CLiCk, Speak, created by Charles L. Chen, is an open-source, free extension for Firefox that reads Web pages out loud in a voice.  It is designed for sighted users with cognitive disabilities.


The image below shows CLiCk, Speak’s interface.  It is a toolbar with three, simple buttons for “Speak Selection”, “Auto Reading” and “Stop Speaking”.  Each has an accompanying image that can be enlarged and uses contextually-relevant colors.

Firefox toolbar of 3 buttons, each with a text label and image

CLiCk, Speak is mouse-driven. Web page text can be selected by clicking and dragging, then read out loud via a click to the “Speak Selection” button.  The “Auto Reading” button starts narration from the top of the page.  Each sentence is highlighted as it is read.

It does not identify elements or announce events, which Mr. Chen says is “… very annoying to sighted users,” but which would be important for people with visual disabilities.  This means fewer distractions from the primary, textual content.

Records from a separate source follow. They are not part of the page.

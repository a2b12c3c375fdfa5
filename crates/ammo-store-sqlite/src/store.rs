//! [`DistributorStore`]: the persistent disposition ledger.

use std::path::Path;

use ammo_core::{
  channel::ChannelState,
  dispersal::Dispersal,
  disposal::{DisposalState, DisposalTotalState},
  request::{Request, RequestType},
};
use chrono::{DateTime, Utc};
use rusqlite::{Connection, OptionalExtension as _, ToSql, params, params_from_iter};
use uuid::Uuid;

use crate::{
  Error, Result,
  encode::{RawRequest, encode_millis, encode_uuid, key_columns, request_columns, select_columns},
  schema::SCHEMA,
};

/// File name a corrupted ledger is moved to before a fresh one is created.
pub const CORRUPTED_NAME: &str = "corrupted.db";

const ALL_TYPES: [RequestType; 3] =
  [RequestType::Postal, RequestType::Retrieval, RequestType::Subscribe];

// ─── Records ─────────────────────────────────────────────────────────────────

#[derive(Debug, Clone, PartialEq, Eq)]
pub struct ChannelRecord {
  pub name:  String,
  pub state: ChannelState,
}

/// Rows removed by one garbage-collection sweep.
#[derive(Debug, Clone, Copy, Default, PartialEq, Eq)]
pub struct GcReport {
  pub requests:  usize,
  pub disposals: usize,
}

/// Row counts for operator display.
#[derive(Debug, Clone, Default, PartialEq, Eq)]
pub struct LedgerStats {
  pub requests:  Vec<(RequestType, usize)>,
  pub disposals: Vec<(DisposalState, usize)>,
  pub channels:  usize,
}

// ─── Store ───────────────────────────────────────────────────────────────────

/// The distributor ledger backed by a single SQLite file.
#[derive(Debug)]
pub struct DistributorStore {
  conn: Connection,
}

CLiCk, Speak is compatible with Windows, Macintosh, and Linux; and has multilingual support.  Design information and source code are available for developers.

At the time of this writing, CliCk, Speak was last updated June 18, 2008.  It is compatible with Firefox 3.x.

Note: No endorsement of CliCk, Speak is intended or implied.

Writing “easy” text is not so easy

Today, I tested the readability of the “easy” text for the home page of the Clear Helper Web site.  I decided to use Standard-Schmandard’s Readability Index Calculator because of the trouble I reported in my post, “Juicy Studio Readability Test: Contradictory Results“.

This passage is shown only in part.